------ DATA SUPPLIED

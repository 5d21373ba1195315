//! Shared mocks for integration tests
#![allow(dead_code)]

use std::collections::{HashMap, VecDeque};
use std::net::IpAddr;
use std::path::PathBuf;
use std::sync::atomic::{AtomicUsize, Ordering};
use std::sync::{Arc, Mutex};
use std::time::Duration;

use async_trait::async_trait;
use tokio_util::sync::CancellationToken;

use hosthoover_core::*;
use hosthoover_exec::{Auth, CommandResult, ConnectionInfo, DeviceConnector, ExecError, RemoteExecutor};
use hosthoover_notify::{NotifyError, Notifier};
use hosthoover_vcs::{CommitResult, Committer, VcsError};

/// Scripted behaviour of one connection attempt
#[derive(Debug, Clone)]
pub enum Step {
    /// Session opens and returns this configuration
    Config(String),
    /// Connect fails with this error
    Fail(ExecError),
    /// Session opens and never answers
    Hang,
}

#[derive(Default)]
struct Gauge {
    open: AtomicUsize,
    peak: AtomicUsize,
}

struct OpenGuard(Arc<Gauge>);

impl OpenGuard {
    fn new(gauge: &Arc<Gauge>) -> Self {
        let now = gauge.open.fetch_add(1, Ordering::SeqCst) + 1;
        gauge.peak.fetch_max(now, Ordering::SeqCst);
        Self(Arc::clone(gauge))
    }
}

impl Drop for OpenGuard {
    fn drop(&mut self) {
        self.0.open.fetch_sub(1, Ordering::SeqCst);
    }
}

/// Connector whose sessions follow a per-host script
pub struct MockConnector {
    scripts: Mutex<HashMap<String, VecDeque<Step>>>,
    connects: Mutex<HashMap<String, u32>>,
    delay: Duration,
    gauge: Arc<Gauge>,
    sabotage: Mutex<Option<PathBuf>>,
    cancel: Mutex<Option<(u32, CancellationToken)>>,
}

impl MockConnector {
    pub fn new(delay: Duration) -> Self {
        Self {
            scripts: Mutex::new(HashMap::new()),
            connects: Mutex::new(HashMap::new()),
            delay,
            gauge: Arc::new(Gauge::default()),
            sabotage: Mutex::new(None),
            cancel: Mutex::new(None),
        }
    }

    /// Cancel `token` when the `connects`-th session is opened
    pub fn cancel_after(&self, connects: u32, token: CancellationToken) {
        *self.cancel.lock().unwrap() = Some((connects, token));
    }

    /// Script the attempts for one host; unscripted attempts succeed
    pub fn script(self, host: &str, steps: Vec<Step>) -> Self {
        self.scripts
            .lock()
            .unwrap()
            .insert(host.to_string(), steps.into());
        self
    }

    /// Replace `dir` with a plain file on the first connect
    pub fn sabotage_output(self, dir: PathBuf) -> Self {
        *self.sabotage.lock().unwrap() = Some(dir);
        self
    }

    pub fn connects(&self, host: &str) -> u32 {
        self.connects.lock().unwrap().get(host).copied().unwrap_or(0)
    }

    pub fn total_connects(&self) -> u32 {
        self.connects.lock().unwrap().values().sum()
    }

    pub fn peak_sessions(&self) -> usize {
        self.gauge.peak.load(Ordering::SeqCst)
    }

    pub fn open_sessions(&self) -> usize {
        self.gauge.open.load(Ordering::SeqCst)
    }
}

#[async_trait]
impl DeviceConnector for MockConnector {
    async fn connect(&self, info: &ConnectionInfo) -> Result<Box<dyn RemoteExecutor>, ExecError> {
        *self
            .connects
            .lock()
            .unwrap()
            .entry(info.host.clone())
            .or_insert(0) += 1;

        let total: u32 = self.connects.lock().unwrap().values().sum();
        if let Some((after, token)) = &*self.cancel.lock().unwrap() {
            if total >= *after {
                token.cancel();
            }
        }

        if let Some(dir) = self.sabotage.lock().unwrap().take() {
            std::fs::remove_dir_all(&dir).unwrap();
            std::fs::write(&dir, "not a directory").unwrap();
        }

        let step = self
            .scripts
            .lock()
            .unwrap()
            .get_mut(&info.host)
            .and_then(VecDeque::pop_front)
            .unwrap_or_else(|| Step::Config(format!("!\nhostname dev-{}\n!\n", info.host)));

        match step {
            Step::Fail(e) => Err(e),
            Step::Config(content) => Ok(Box::new(MockSession {
                content: Some(content),
                delay: self.delay,
                _guard: OpenGuard::new(&self.gauge),
            })),
            Step::Hang => Ok(Box::new(MockSession {
                content: None,
                delay: self.delay,
                _guard: OpenGuard::new(&self.gauge),
            })),
        }
    }
}

struct MockSession {
    content: Option<String>,
    delay: Duration,
    _guard: OpenGuard,
}

#[async_trait]
impl RemoteExecutor for MockSession {
    async fn run_with_timeout(&self, _cmd: &str, _timeout: Duration) -> Result<CommandResult, ExecError> {
        let Some(content) = &self.content else {
            return std::future::pending().await;
        };
        tokio::time::sleep(self.delay).await;
        Ok(CommandResult {
            status: 0,
            stdout: content.clone(),
            stderr: String::new(),
            duration: self.delay,
        })
    }

    async fn close(&self) -> Result<(), ExecError> {
        Ok(())
    }

    fn executor_type(&self) -> &'static str {
        "mock"
    }
}

/// Prober with a fixed answer per host
pub struct MockProber {
    down: Vec<IpAddr>,
    unavailable: bool,
    /// Each probe waits out its full timeout before answering
    slow: bool,
    pub calls: AtomicUsize,
}

impl MockProber {
    pub fn down(hosts: &[&str]) -> Self {
        Self {
            down: hosts.iter().map(|h| h.parse().unwrap()).collect(),
            unavailable: false,
            slow: false,
            calls: AtomicUsize::new(0),
        }
    }

    pub fn unavailable() -> Self {
        Self {
            unavailable: true,
            ..Self::down(&[])
        }
    }

    pub fn slow() -> Self {
        Self {
            slow: true,
            ..Self::down(&[])
        }
    }

    pub fn calls(&self) -> usize {
        self.calls.load(Ordering::SeqCst)
    }
}

#[async_trait]
impl Prober for MockProber {
    async fn probe(&self, addr: IpAddr, timeout: Duration) -> Result<bool, ProbeError> {
        self.calls.fetch_add(1, Ordering::SeqCst);
        if self.slow {
            tokio::time::sleep(timeout).await;
        }
        if self.unavailable {
            return Err(ProbeError::Unavailable("operation not permitted".into()));
        }
        Ok(!self.down.contains(&addr))
    }

    fn method(&self) -> &'static str {
        "mock"
    }
}

/// Notifier that records every message
#[derive(Default)]
pub struct MockNotifier {
    pub sent: Mutex<Vec<(String, String, Vec<String>)>>,
}

#[async_trait]
impl Notifier for MockNotifier {
    async fn send(&self, subject: &str, body: &str, recipients: &[String]) -> Result<(), NotifyError> {
        self.sent
            .lock()
            .unwrap()
            .push((subject.to_string(), body.to_string(), recipients.to_vec()));
        Ok(())
    }

    fn transport(&self) -> &'static str {
        "mock"
    }
}

/// Committer that records staged paths and messages
#[derive(Default)]
pub struct MockCommitter {
    pub staged: Mutex<Vec<PathBuf>>,
    pub messages: Mutex<Vec<String>>,
    pub fail: bool,
}

#[async_trait]
impl Committer for MockCommitter {
    async fn stage(&self, paths: &[PathBuf]) -> Result<(), VcsError> {
        if self.fail {
            return Err(VcsError::NotARepository("/nowhere".into()));
        }
        self.staged.lock().unwrap().extend_from_slice(paths);
        Ok(())
    }

    async fn commit(&self, message: &str) -> Result<CommitResult, VcsError> {
        self.messages.lock().unwrap().push(message.to_string());
        Ok(CommitResult::Committed {
            id: Some("abc1234".into()),
        })
    }

    fn backend(&self) -> &'static str {
        "mock"
    }
}

pub fn template() -> TargetTemplate {
    TargetTemplate::new(
        DeviceType::CiscoIos,
        Credentials::new("backup", Auth::Password("secret".into())),
    )
}

pub fn targets(range: &str) -> Vec<Target> {
    template().expand(&enumerate(range).unwrap())
}

pub fn settings() -> RunSettings {
    RunSettings {
        command_timeout: Duration::from_secs(5),
        retry: RetryPolicy {
            max_retries: 2,
            backoff: Backoff::Fixed(Duration::from_millis(10)),
        },
        ..RunSettings::default()
    }
}

pub fn orchestrator(
    connector: Arc<MockConnector>,
    prober: Option<Arc<dyn Prober>>,
    output: PathBuf,
    settings: RunSettings,
) -> Orchestrator {
    Orchestrator::new(OrchestratorArgs {
        connector,
        prober,
        writer: ResultWriter::new(output),
        settings,
    })
}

------------

WORK TASK → From the entries above, copy out every line where the string "paths" appears.

REPLY →
/// Committer that records staged paths and messages
    async fn stage(&self, paths: &[PathBuf]) -> Result<(), VcsError> {
        self.staged.lock().unwrap().extend_from_slice(paths);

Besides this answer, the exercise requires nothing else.